* TASK *
Read the listing below. Then repeat it exactly.
+---+
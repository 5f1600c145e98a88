use serde::{Deserialize, Serialize};
use tessera_application::{NewPersonnel, PersonnelUpdate};
use tessera_core::{AppError, CallerIdentity, NonEmptyString};
use tessera_domain::{Personnel, PersonnelId};
use ts_rs::TS;

use super::{capability_names, parse_capabilities, parse_role};

/// Incoming payload for personnel creation.
#[derive(Debug, Deserialize, TS)]
#[ts(
    export,
    export_to = "../../../packages/api-types/src/generated/create-personnel-request.ts"
)]
pub struct CreatePersonnelRequest {
    pub id: String,
    pub name: String,
    pub role: String,
    pub permissions: Vec<String>,
    pub identity: String,
}

impl TryFrom<CreatePersonnelRequest> for NewPersonnel {
    type Error = AppError;

    fn try_from(value: CreatePersonnelRequest) -> Result<Self, Self::Error> {
        Ok(Self {
            id: PersonnelId::new(value.id)?,
            name: NonEmptyString::new(value.name.trim())?,
            role: parse_role(value.role.as_str())?,
            permissions: parse_capabilities(&value.permissions)?,
            identity: CallerIdentity::new(value.identity)?,
        })
    }
}

/// Incoming payload for personnel edits.
#[derive(Debug, Deserialize, TS)]
#[ts(
    export,
    export_to = "../../../packages/api-types/src/generated/update-personnel-request.ts"
)]
pub struct UpdatePersonnelRequest {
    pub name: String,
    pub role: String,
    pub permissions: Vec<String>,
    pub active: bool,
}

impl TryFrom<UpdatePersonnelRequest> for PersonnelUpdate {
    type Error = AppError;

    fn try_from(value: UpdatePersonnelRequest) -> Result<Self, Self::Error> {
        Ok(Self {
            name: NonEmptyString::new(value.name.trim())?,
            role: parse_role(value.role.as_str())?,
            permissions: parse_capabilities(&value.permissions)?,
            active: value.active,
        })
    }
}

/// API representation of a personnel record.
#[derive(Debug, Serialize, TS)]
#[ts(
    export,
    export_to = "../../../packages/api-types/src/generated/personnel-response.ts"
)]
pub struct PersonnelResponse {
    pub id: String,
    pub company_id: String,
    pub identity: String,
    pub name: String,
    pub role: String,
    pub permissions: Vec<String>,
    pub active: bool,
}

impl From<Personnel> for PersonnelResponse {
    fn from(personnel: Personnel) -> Self {
        Self {
            id: personnel.id.as_str().to_owned(),
            company_id: personnel.company_id.as_str().to_owned(),
            identity: personnel.identity.as_str().to_owned(),
            name: personnel.name.as_str().to_owned(),
            role: personnel.role.as_str().to_owned(),
            permissions: capability_names(&personnel.permissions),
            active: personnel.active,
        }
    }
}

/// Query string for personnel listings.
#[derive(Debug, Default, Deserialize)]
pub struct PersonnelListQuery {
    #[serde(default)]
    pub active: bool,
}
+---+
* RESPONSE BOX *
repository 5f1600c145e98a88
use serde::{Deserialize, Serialize};
use tessera_application::{NewPersonnel, PersonnelUpdate};
use tessera_core::{AppError, CallerIdentity, NonEmptyString};
use tessera_domain::{Personnel, PersonnelId};
use ts_rs::TS;

use super::{capability_names, parse_capabilities, parse_role};

/// Incoming payload for personnel creation.
#[derive(Debug, Deserialize, TS)]
#[ts(
    export,
    export_to = "../../../packages/api-types/src/generated/create-personnel-request.ts"
)]
pub struct CreatePersonnelRequest {
    pub id: String,
    pub name: String,
    pub role: String,
    pub permissions: Vec<String>,
    pub identity: String,
}

impl TryFrom<CreatePersonnelRequest> for NewPersonnel {
    type Error = AppError;

    fn try_from(value: CreatePersonnelRequest) -> Result<Self, Self::Error> {
        Ok(Self {
            id: PersonnelId::new(value.id)?,
            name: NonEmptyString::new(value.name.trim())?,
            role: parse_role(value.role.as_str())?,
            permissions: parse_capabilities(&value.permissions)?,
            identity: CallerIdentity::new(value.identity)?,
        })
    }
}

/// Incoming payload for personnel edits.
#[derive(Debug, Deserialize, TS)]
#[ts(
    export,
    export_to = "../../../packages/api-types/src/generated/update-personnel-request.ts"
)]
pub struct UpdatePersonnelRequest {
    pub name: String,
    pub role: String,
    pub permissions: Vec<String>,
    pub active: bool,
}

impl TryFrom<UpdatePersonnelRequest> for PersonnelUpdate {
    type Error = AppError;

    fn try_from(value: UpdatePersonnelRequest) -> Result<Self, Self::Error> {
        Ok(Self {
            name: NonEmptyString::new(value.name.trim())?,
            role: parse_role(value.role.as_str())?,
            permissions: parse_capabilities(&value.permissions)?,
            active: value.active,
        })
    }
}

/// API representation of a personnel record.
#[derive(Debug, Serialize, TS)]
#[ts(
    export,
    export_to = "../../../packages/api-types/src/generated/personnel-response.ts"
)]
pub struct PersonnelResponse {
    pub id: String,
    pub company_id: String,
    pub identity: String,
    pub name: String,
    pub role: String,
    pub permissions: Vec<String>,
    pub active: bool,
}

impl From<Personnel> for PersonnelResponse {
    fn from(personnel: Personnel) -> Self {
        Self {
            id: personnel.id.as_str().to_owned(),
            company_id: personnel.company_id.as_str().to_owned(),
            identity: personnel.identity.as_str().to_owned(),
            name: personnel.name.as_str().to_owned(),
            role: personnel.role.as_str().to_owned(),
            permissions: capability_names(&personnel.permissions),
            active: personnel.active,
        }
    }
}

/// Query string for personnel listings.
#[derive(Debug, Default, Deserialize)]
pub struct PersonnelListQuery {
    #[serde(default)]
    pub active: bool,
}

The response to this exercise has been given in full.